Extend scope #4

davidak · 2019-07-20T15:21:59Z

This project is amazing! It shows that we are very far in the goal to make nixos reproducible.

At least for nixos-unstable's iso_minimal job for x86_64-linux.

It would be nice to have this metric for the stable releases. We might get some headlines for nixos and reproducibility.

It would also be nice to extend the scope of this "experiment" and integrate it into nixos. I'm not sure how this works because there is no documentation (#5), but you probably compare hashes? So, hydra should calculate this hashes and save them in the metadata of all builds. Then we need some distributed computing infrastructure where the community can run builds on their machines and submit their hashes. Then a central instance can calculate how reproducible each package is that has this data available.
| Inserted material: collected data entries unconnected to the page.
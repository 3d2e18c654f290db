//! Bundling retrieved attachments into a single zip.

use std::collections::HashSet;
use std::fs::File;
use std::io::{self, BufReader, BufWriter};
use std::path::{Path, PathBuf};

use thiserror::Error;
use tracing::{info, warn};
use zip::write::SimpleFileOptions;
use zip::{CompressionMethod, ZipWriter};

use crate::models::ArchiveManifest;

/// Errors that can occur while writing the archive.
#[derive(Debug, Error)]
pub enum ArchiveError {
    #[error("Nothing to archive")]
    NoInputs,

    #[error("Input has no file name: {0}")]
    MissingFileName(PathBuf),

    #[error("Two inputs share the entry name {0}")]
    DuplicateEntry(String),

    #[error("IO error: {0}")]
    Io(#[from] io::Error),

    #[error("Zip error: {0}")]
    Zip(#[from] zip::result::ZipError),
}

/// Write `file_paths` into a deflate zip at `destination`.
///
/// Each input is stored under its base name only, in input order. On failure
/// the partial archive is removed. Inputs are left in place.
pub fn archive(file_paths: &[PathBuf], destination: &Path) -> Result<ArchiveManifest, ArchiveError> {
    if file_paths.is_empty() {
        return Err(ArchiveError::NoInputs);
    }

    let entries = entry_names(file_paths)?;

    match write_archive(file_paths, &entries, destination) {
        Ok(()) => {
            info!(
                "Archived {} file(s) into {}",
                entries.len(),
                destination.display()
            );
            Ok(ArchiveManifest {
                path: destination.to_path_buf(),
                entries,
            })
        }
        Err(e) => {
            if let Err(remove_err) = std::fs::remove_file(destination) {
                if remove_err.kind() != io::ErrorKind::NotFound {
                    warn!(
                        "Failed to remove partial archive {}: {}",
                        destination.display(),
                        remove_err
                    );
                }
            }
            Err(e)
        }
    }
}

/// Base names for every input, rejecting duplicates.
fn entry_names(file_paths: &[PathBuf]) -> Result<Vec<String>, ArchiveError> {
    let mut seen = HashSet::new();
    let mut names = Vec::with_capacity(file_paths.len());

    for path in file_paths {
        let name = path
            .file_name()
            .map(|n| n.to_string_lossy().into_owned())
            .ok_or_else(|| ArchiveError::MissingFileName(path.clone()))?;
        if !seen.insert(name.clone()) {
            return Err(ArchiveError::DuplicateEntry(name));
        }
        names.push(name);
    }

    Ok(names)
}

fn write_archive(
    file_paths: &[PathBuf],
    entries: &[String],
    destination: &Path,
) -> Result<(), ArchiveError> {
    let options = SimpleFileOptions::default().compression_method(CompressionMethod::Deflated);
    let mut zip = ZipWriter::new(BufWriter::new(File::create(destination)?));

    for (path, name) in file_paths.iter().zip(entries) {
        let mut input = BufReader::new(File::open(path)?);
        zip.start_file(name.as_str(), options)?;
        io::copy(&mut input, &mut zip)?;
    }

    zip.finish()?;
    Ok(())
}

#[cfg(test)]
mod tests {
    use super::*;
    use std::io::Read;
    use tempfile::tempdir;
    use zip::ZipArchive;

    fn write(dir: &Path, rel: &str, contents: &[u8]) -> PathBuf {
        let path = dir.join(rel);
        std::fs::create_dir_all(path.parent().unwrap()).unwrap();
        std::fs::write(&path, contents).unwrap();
        path
    }

    #[test]
    fn test_archive_flat_entries_in_order() {
        let dir = tempdir().unwrap();
        let second = write(dir.path(), "nested/deeper/Anexo_II.pdf", b"%PDF-II");
        let first = write(dir.path(), "Anexo_I.pdf", b"%PDF-I");
        let dest = dir.path().join("anexos.zip");

        let manifest = archive(&[second, first], &dest).unwrap();

        assert_eq!(manifest.path, dest);
        assert_eq!(manifest.entries, vec!["Anexo_II.pdf", "Anexo_I.pdf"]);

        let mut zip = ZipArchive::new(File::open(&dest).unwrap()).unwrap();
        assert_eq!(zip.len(), 2);
        assert_eq!(zip.by_index(0).unwrap().name(), "Anexo_II.pdf");

        let mut contents = Vec::new();
        zip.by_name("Anexo_I.pdf")
            .unwrap()
            .read_to_end(&mut contents)
            .unwrap();
        assert_eq!(contents, b"%PDF-I");
    }

    #[test]
    fn test_archive_keeps_inputs() {
        let dir = tempdir().unwrap();
        let input = write(dir.path(), "Anexo_I.pdf", b"%PDF");
        archive(&[input.clone()], &dir.path().join("out.zip")).unwrap();
        assert!(input.exists());
    }

    #[test]
    fn test_archive_empty_input_fails() {
        let dir = tempdir().unwrap();
        let dest = dir.path().join("anexos.zip");

        let err = archive(&[], &dest).unwrap_err();
        assert!(matches!(err, ArchiveError::NoInputs));
        assert!(!dest.exists());
    }

    #[test]
    fn test_archive_duplicate_base_names_fail() {
        let dir = tempdir().unwrap();
        let a = write(dir.path(), "a/Anexo_I.pdf", b"a");
        let b = write(dir.path(), "b/Anexo_I.pdf", b"b");
        let dest = dir.path().join("anexos.zip");

        let err = archive(&[a, b], &dest).unwrap_err();
        assert!(matches!(err, ArchiveError::DuplicateEntry(ref n) if n == "Anexo_I.pdf"));
        assert!(!dest.exists());
    }

    #[test]
    fn test_archive_missing_input_removes_partial() {
        let dir = tempdir().unwrap();
        let present = write(dir.path(), "Anexo_I.pdf", b"%PDF");
        let missing = dir.path().join("Anexo_II.pdf");
        let dest = dir.path().join("anexos.zip");

        let err = archive(&[present, missing], &dest).unwrap_err();
        assert!(matches!(err, ArchiveError::Io(_)));
        assert!(!dest.exists());
    }
}
//! Cooperative cancellation for a pipeline run.

use tokio::sync::watch;

/// Receiving side. Cheap to clone; every clone sees the same flag.
#[derive(Debug, Clone)]
pub struct CancelSignal {
    rx: watch::Receiver<bool>,
}

/// Sending side, held by whoever may stop the run (the Ctrl-C task).
#[derive(Debug)]
pub struct CancelHandle {
    tx: watch::Sender<bool>,
}

/// A connected handle and signal.
pub fn cancel_pair() -> (CancelHandle, CancelSignal) {
    let (tx, rx) = watch::channel(false);
    (CancelHandle { tx }, CancelSignal { rx })
}

impl CancelHandle {
    pub fn cancel(&self) {
        self.tx.send_replace(true);
    }

    pub fn signal(&self) -> CancelSignal {
        CancelSignal {
            rx: self.tx.subscribe(),
        }
    }
}

impl CancelSignal {
    /// A signal that never fires.
    pub fn never() -> Self {
        let (_tx, rx) = watch::channel(false);
        Self { rx }
    }

    pub fn is_cancelled(&self) -> bool {
        *self.rx.borrow()
    }

    /// Resolves once cancellation is requested. Pends forever if the handle
    /// was dropped without cancelling.
    pub async fn cancelled(&self) {
        let mut rx = self.rx.clone();
        if rx.wait_for(|cancelled| *cancelled).await.is_err() {
            std::future::pending::<()>().await;
        }
    }
}
//! Interactive yes/no prompts.

use crate::errors::AppResult;
use crate::ui::messages::warning;
use std::io::{self, BufRead, Write};

/// Ask a yes/no question on stdin. Anything but `y`/`yes` means no,
/// including end of input.
pub fn confirm(prompt: &str) -> AppResult<bool> {
    let stdin = io::stdin();
    confirm_with(prompt, &mut stdin.lock())
}

pub fn confirm_with<R: BufRead>(prompt: &str, input: &mut R) -> AppResult<bool> {
    warning(prompt);
    print!("Confirm [y/N]: ");
    io::stdout().flush()?;

    let mut answer = String::new();
    input.read_line(&mut answer)?;

    Ok(matches!(
        answer.trim().to_ascii_lowercase().as_str(),
        "y" | "yes"
    ))
}
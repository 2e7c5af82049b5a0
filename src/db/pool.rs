//! SQLite connection wrapper (lightweight for CLI usage).

use crate::db::initialize::init_db;
use crate::errors::AppResult;
use rusqlite::{Connection, Result};
use std::path::Path;

pub struct DbPool {
    pub conn: Connection,
}

impl DbPool {
    pub fn new(path: &str) -> Result<Self> {
        let conn = Connection::open(Path::new(path))?;
        conn.execute_batch("PRAGMA foreign_keys = ON;")?;
        Ok(Self { conn })
    }

    /// Open the store and make sure the schema is up to date.
    pub fn open_ready(path: &str) -> AppResult<Self> {
        let pool = Self::new(path)?;
        init_db(&pool.conn)?;
        Ok(pool)
    }
}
We can use that data on our website and package search.

I know BOINC for distributed computing tasks, but we might find a less complex solution.

I would like to just execute one command to build packages from a job set or channel i like and submit hashes.

grahamc · 2019-07-20T16:01:13Z

The current architecture is very simple:

Given an input expression:

r13y.com/src/bin/check.rs

Lines 32 to 46 in f144539

    
           let instruction = BuildRequest::V1(BuildRequestV1 { 
        
               nixpkgs_revision: env::args().nth(1).unwrap(), 
        
               nixpkgs_sha256sum: env::args().nth(2).unwrap(), 
        
               result_url: "bogus".into(), 
        
               subsets: vec![( 
        
                   Subset::NixOSReleaseCombined, 
        
                   Some(vec![vec![ 
        
                       "nixos".into(), 
        
                       "iso_minimal".into(), 
        
                       "x86_64-linux".into(), 
        
                   ]]), 
        
               )] 
        
               .into_iter() 
        
               .collect(), 
        
           });

We evaluate the derivation:

r13y.com/src/bin/check.rs

Lines 87 to 109 in f144539

    
           let eval = Command::new("nix-instantiate") 
        
               // .arg("--pure-eval") // See evaluate.nix for why this isn't passed yet 
        
               .arg("-E") 
        
               .arg(include_str!("./evaluate.nix")) 
        
               .arg("--add-root") 
        
               .arg(&drv) 
        
               .arg("--indirect") 
        
               .args(&[ 
        
                   "--argstr", 
        
                   "revision", 
        
                   &job.nixpkgs_revision, 
        
                   "--argstr", 
        
                   "sha256", 
        
                   &job.nixpkgs_sha256sum, 
        
                   "--argstr", 
        
                   "subfile", 
        
                   &format!("{}", path.display()), 
        
                   "--argstr", 
        
                   "attrsJSON", 
        
                   &serde_json::to_string(&attrs).unwrap(), 
        
               ]) 
        
               .output() 
        
               .expect("failed to execute process");

and then query all of the dependencies of that derivation:

r13y.com/src/bin/check.rs

Lines 118 to 126 in f144539

    
           let query_requisites = Command::new("nix-store") 
        
               .arg("--query") 
        
               .arg("--requisites") 
        
               .arg(&drv) 
        
               .output() 
        
               .expect("failed to execute process"); 
        
           for line in query_requisites.stderr.lines() { 
        
               info!("stderr: {:?}", line); 
        
           }

Each dependency gets added to a queue for verification:

r13y.com/src/bin/check.rs

Lines 127 to 132 in f144539

    
           for line in query_requisites.stdout.lines() { 
        
               debug!("stdout: {:?}", &line); 
        
               if let Ok(line) = line { 
        
                   if line.ends_with(".drv") { 
        
                       if !skip_list.contains(&line) { 
        
                           to_build.insert(line.into());

Then, for each dependency we build it twice. First with a fairly standard set of build options, where it will almost certainly be fetched from the binary cache:

r13y.com/src/bin/check.rs

Lines 192 to 199 in f144539

    
           let first_build = Command::new("nix-store") 
        
               .arg("--add-root") 
        
               .arg(&gc_root_a) 
        
               .arg("--indirect") 
        
               .arg("--realise") 
        
               .arg(&drv) 
        
               .arg("--cores") 
        
               .arg(format!("{}", maximum_cores_per_job))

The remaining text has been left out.